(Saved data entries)
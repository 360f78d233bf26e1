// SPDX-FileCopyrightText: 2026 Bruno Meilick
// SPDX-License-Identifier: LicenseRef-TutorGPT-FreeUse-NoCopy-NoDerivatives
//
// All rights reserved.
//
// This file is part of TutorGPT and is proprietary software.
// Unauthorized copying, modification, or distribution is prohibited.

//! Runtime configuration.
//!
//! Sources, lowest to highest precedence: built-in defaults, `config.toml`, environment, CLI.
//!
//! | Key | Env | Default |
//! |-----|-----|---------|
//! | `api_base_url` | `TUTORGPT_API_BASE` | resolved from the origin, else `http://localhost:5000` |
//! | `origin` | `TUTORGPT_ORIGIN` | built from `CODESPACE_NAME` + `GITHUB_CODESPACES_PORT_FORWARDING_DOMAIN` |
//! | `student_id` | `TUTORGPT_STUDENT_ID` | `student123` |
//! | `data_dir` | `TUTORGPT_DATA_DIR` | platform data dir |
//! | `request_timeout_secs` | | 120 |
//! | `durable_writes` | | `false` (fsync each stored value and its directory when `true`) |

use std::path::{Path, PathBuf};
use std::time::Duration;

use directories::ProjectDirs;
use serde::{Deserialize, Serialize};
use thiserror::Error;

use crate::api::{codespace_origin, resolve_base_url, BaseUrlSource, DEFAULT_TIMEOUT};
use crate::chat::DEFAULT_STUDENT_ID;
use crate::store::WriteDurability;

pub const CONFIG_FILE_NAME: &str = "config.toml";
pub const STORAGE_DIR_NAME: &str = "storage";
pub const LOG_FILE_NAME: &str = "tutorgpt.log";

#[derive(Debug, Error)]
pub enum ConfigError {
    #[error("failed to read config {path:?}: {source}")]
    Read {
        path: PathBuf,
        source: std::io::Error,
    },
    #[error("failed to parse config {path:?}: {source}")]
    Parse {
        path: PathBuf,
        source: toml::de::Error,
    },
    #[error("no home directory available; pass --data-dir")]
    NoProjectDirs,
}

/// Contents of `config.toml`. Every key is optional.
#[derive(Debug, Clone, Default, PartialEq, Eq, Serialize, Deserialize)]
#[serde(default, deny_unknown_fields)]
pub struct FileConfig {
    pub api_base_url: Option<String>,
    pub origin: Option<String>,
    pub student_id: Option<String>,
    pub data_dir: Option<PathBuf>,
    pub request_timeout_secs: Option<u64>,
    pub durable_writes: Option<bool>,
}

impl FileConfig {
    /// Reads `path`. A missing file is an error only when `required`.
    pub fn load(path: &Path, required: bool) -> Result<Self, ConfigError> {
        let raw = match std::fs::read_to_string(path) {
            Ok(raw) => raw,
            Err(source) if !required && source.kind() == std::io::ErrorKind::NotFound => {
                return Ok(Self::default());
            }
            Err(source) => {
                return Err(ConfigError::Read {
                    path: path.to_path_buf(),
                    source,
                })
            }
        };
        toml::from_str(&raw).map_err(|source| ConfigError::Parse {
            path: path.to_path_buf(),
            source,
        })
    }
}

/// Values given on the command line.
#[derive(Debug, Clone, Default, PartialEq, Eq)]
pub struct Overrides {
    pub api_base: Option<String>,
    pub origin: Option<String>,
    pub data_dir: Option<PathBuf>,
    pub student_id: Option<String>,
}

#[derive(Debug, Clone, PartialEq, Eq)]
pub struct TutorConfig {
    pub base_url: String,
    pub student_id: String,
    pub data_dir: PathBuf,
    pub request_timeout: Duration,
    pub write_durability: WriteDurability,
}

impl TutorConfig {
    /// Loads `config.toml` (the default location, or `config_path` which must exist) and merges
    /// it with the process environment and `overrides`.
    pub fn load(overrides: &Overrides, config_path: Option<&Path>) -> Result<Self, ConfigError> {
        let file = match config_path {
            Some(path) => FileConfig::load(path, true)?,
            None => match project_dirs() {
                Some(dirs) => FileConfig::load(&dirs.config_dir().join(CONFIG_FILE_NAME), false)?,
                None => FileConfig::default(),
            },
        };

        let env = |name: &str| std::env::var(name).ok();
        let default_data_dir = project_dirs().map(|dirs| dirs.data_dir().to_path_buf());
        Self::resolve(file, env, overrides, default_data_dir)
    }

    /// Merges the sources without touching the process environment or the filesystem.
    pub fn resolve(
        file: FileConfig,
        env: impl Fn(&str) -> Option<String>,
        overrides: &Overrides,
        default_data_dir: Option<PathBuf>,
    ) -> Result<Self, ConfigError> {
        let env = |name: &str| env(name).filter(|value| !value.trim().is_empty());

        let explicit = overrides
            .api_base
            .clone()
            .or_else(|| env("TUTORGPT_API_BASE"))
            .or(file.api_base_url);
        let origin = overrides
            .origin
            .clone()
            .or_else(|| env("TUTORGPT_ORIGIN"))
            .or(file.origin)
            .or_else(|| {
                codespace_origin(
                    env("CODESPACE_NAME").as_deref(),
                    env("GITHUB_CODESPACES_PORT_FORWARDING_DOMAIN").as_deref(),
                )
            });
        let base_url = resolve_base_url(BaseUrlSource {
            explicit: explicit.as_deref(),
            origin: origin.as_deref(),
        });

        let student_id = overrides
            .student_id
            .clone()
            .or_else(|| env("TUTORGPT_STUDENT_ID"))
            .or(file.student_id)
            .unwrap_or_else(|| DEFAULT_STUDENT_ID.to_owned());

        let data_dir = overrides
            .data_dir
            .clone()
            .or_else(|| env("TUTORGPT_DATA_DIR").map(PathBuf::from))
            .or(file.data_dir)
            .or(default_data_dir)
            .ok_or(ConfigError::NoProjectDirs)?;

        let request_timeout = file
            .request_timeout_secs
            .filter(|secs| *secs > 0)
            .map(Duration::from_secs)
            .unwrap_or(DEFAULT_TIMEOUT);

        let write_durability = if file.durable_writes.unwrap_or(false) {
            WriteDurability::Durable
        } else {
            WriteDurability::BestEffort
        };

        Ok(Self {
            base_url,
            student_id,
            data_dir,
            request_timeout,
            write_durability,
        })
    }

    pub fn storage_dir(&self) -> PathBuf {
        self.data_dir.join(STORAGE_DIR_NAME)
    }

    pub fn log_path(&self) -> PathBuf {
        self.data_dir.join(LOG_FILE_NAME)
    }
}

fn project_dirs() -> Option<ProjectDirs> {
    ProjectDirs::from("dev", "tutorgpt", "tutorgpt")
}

...

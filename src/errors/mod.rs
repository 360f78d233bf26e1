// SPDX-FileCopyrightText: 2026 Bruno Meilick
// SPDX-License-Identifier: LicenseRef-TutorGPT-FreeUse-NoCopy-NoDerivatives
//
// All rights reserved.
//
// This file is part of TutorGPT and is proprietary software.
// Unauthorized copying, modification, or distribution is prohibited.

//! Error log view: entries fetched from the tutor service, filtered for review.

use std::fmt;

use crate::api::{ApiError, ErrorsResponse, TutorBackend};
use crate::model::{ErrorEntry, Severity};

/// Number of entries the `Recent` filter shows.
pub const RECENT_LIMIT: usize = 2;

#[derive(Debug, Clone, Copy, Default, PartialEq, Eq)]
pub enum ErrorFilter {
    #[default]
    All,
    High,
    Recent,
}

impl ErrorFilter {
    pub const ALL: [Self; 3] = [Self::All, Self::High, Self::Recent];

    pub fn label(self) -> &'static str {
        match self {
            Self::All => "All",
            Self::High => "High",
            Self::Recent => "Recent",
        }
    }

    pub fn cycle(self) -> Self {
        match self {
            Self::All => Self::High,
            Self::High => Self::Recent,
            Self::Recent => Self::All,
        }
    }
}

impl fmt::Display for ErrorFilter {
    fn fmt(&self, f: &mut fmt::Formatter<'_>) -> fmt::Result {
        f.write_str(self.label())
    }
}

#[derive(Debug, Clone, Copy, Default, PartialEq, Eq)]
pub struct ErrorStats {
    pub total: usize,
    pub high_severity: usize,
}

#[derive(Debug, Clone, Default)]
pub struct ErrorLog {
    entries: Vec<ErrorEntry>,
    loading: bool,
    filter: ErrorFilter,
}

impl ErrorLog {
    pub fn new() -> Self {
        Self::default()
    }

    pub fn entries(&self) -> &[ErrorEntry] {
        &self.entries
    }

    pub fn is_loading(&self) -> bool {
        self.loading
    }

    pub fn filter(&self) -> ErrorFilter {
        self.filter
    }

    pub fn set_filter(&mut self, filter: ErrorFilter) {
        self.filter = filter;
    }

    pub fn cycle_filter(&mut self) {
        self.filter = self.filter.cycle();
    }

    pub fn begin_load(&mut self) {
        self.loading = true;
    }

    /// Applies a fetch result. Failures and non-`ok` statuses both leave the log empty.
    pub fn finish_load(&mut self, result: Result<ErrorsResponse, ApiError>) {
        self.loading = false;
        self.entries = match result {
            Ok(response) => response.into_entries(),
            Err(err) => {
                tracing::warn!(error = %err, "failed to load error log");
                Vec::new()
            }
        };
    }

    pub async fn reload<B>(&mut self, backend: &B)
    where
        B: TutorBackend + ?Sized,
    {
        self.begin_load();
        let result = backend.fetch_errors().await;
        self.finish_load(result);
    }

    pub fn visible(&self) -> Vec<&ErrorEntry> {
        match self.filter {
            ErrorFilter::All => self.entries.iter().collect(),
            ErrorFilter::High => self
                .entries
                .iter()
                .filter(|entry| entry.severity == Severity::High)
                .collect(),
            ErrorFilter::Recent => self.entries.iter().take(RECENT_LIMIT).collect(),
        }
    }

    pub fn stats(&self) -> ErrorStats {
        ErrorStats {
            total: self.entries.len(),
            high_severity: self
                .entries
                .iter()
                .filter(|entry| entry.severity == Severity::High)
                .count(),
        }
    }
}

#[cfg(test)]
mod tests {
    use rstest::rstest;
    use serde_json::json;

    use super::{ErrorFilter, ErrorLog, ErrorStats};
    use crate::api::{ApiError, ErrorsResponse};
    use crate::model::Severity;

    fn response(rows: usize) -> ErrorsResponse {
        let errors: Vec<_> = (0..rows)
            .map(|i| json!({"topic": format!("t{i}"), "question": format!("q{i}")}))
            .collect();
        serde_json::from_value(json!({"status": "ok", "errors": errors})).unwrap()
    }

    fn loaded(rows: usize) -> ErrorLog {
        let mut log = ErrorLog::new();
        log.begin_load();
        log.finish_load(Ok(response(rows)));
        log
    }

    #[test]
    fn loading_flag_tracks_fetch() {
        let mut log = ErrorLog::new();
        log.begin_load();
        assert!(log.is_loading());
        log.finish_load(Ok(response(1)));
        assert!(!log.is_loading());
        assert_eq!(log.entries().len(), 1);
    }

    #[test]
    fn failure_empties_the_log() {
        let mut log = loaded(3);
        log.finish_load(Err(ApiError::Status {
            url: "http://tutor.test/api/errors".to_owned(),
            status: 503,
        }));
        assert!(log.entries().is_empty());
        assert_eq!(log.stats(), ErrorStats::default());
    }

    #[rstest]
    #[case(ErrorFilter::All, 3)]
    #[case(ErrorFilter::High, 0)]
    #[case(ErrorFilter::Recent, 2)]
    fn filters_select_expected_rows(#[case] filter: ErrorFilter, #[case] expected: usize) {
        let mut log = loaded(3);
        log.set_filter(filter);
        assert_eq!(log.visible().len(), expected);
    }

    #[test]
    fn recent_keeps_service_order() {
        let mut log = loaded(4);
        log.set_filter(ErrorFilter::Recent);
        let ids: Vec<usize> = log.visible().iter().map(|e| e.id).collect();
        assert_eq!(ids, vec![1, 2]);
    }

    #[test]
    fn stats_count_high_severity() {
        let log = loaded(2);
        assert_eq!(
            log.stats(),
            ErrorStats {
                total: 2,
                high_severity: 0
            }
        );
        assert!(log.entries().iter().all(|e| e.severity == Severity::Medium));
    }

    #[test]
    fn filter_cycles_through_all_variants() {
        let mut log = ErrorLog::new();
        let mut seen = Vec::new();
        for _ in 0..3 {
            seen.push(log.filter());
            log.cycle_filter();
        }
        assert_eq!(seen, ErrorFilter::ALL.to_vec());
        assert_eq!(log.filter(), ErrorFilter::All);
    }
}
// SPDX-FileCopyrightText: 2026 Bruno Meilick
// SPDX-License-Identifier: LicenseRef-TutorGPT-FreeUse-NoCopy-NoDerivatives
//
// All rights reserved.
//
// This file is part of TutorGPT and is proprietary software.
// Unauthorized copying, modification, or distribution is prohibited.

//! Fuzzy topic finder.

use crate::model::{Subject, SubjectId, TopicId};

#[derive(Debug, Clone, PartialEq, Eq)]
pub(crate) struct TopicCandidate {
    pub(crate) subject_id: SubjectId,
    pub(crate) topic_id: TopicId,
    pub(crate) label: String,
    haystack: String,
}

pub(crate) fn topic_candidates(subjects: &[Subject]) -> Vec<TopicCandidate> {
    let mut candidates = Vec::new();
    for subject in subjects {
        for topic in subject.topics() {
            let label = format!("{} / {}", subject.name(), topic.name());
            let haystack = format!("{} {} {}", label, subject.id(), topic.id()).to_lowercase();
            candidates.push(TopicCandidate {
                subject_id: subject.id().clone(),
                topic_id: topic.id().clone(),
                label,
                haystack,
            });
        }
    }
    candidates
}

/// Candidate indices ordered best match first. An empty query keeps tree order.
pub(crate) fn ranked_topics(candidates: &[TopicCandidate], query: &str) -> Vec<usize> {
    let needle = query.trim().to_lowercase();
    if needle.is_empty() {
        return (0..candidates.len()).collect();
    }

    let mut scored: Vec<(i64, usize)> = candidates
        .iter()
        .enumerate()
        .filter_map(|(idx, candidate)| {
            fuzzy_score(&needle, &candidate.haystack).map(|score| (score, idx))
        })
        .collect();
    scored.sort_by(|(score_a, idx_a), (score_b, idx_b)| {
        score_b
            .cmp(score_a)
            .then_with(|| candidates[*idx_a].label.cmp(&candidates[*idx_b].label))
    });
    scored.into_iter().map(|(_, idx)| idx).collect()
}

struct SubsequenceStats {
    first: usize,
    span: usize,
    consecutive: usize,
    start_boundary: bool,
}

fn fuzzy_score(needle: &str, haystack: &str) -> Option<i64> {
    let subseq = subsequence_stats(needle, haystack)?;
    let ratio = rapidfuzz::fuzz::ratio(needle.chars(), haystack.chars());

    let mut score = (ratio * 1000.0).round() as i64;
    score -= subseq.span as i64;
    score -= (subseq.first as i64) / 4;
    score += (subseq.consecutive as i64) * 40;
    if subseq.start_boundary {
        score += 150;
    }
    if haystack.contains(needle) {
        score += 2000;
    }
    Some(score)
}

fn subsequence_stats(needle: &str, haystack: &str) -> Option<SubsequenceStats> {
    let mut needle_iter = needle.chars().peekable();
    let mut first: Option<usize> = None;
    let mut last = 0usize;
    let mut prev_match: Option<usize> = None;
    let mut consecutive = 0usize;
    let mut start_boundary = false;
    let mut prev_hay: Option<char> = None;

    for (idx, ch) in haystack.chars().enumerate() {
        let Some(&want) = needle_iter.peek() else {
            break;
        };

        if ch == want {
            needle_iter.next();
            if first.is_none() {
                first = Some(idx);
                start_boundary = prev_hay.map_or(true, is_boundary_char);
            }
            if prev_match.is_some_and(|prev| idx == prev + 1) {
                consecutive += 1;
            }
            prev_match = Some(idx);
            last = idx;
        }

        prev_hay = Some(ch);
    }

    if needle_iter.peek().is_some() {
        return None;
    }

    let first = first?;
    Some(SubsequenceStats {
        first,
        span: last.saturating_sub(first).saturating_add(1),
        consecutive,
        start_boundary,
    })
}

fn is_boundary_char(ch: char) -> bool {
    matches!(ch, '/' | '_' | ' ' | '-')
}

==

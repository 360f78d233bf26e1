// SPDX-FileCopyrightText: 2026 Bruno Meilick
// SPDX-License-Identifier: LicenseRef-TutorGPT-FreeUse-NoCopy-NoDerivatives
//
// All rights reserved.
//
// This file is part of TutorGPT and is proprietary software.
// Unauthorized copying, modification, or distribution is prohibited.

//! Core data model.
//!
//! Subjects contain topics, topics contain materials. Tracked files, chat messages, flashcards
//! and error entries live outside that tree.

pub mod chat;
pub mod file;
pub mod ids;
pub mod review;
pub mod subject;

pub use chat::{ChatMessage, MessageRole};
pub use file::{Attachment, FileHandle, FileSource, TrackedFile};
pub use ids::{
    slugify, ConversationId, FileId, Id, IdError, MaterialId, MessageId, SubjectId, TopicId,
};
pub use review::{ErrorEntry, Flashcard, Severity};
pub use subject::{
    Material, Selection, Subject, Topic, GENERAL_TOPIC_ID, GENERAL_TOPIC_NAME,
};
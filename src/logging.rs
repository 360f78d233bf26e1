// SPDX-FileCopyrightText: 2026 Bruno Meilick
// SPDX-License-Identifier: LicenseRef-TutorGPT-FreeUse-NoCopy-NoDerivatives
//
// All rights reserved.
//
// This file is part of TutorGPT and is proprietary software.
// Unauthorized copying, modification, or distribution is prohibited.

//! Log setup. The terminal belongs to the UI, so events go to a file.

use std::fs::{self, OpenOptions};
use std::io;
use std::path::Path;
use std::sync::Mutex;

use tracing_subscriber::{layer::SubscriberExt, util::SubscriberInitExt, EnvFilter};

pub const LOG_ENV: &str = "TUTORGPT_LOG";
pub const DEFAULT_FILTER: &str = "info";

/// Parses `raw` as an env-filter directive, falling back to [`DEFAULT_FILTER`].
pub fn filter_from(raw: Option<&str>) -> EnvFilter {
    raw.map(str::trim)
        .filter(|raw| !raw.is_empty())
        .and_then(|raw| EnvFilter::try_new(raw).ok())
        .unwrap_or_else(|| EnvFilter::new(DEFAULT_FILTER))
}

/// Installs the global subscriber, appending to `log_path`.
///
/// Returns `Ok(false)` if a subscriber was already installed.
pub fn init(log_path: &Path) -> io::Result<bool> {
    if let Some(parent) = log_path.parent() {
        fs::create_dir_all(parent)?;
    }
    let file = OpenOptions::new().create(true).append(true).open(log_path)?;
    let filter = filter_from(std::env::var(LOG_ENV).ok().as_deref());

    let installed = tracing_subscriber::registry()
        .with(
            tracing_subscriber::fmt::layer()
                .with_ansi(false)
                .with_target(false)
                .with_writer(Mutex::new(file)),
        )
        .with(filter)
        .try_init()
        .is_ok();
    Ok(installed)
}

> [Exercise directions]: Wherever a line above contains the string "PathBuf", copy that line.

> [Your solution]:
use std::path::{Path, PathBuf};
        path: PathBuf,
        path: PathBuf,
    pub data_dir: Option<PathBuf>,
    pub data_dir: Option<PathBuf>,
    pub data_dir: PathBuf,
        default_data_dir: Option<PathBuf>,
            .or_else(|| env("TUTORGPT_DATA_DIR").map(PathBuf::from))
    pub fn storage_dir(&self) -> PathBuf {
    pub fn log_path(&self) -> PathBuf {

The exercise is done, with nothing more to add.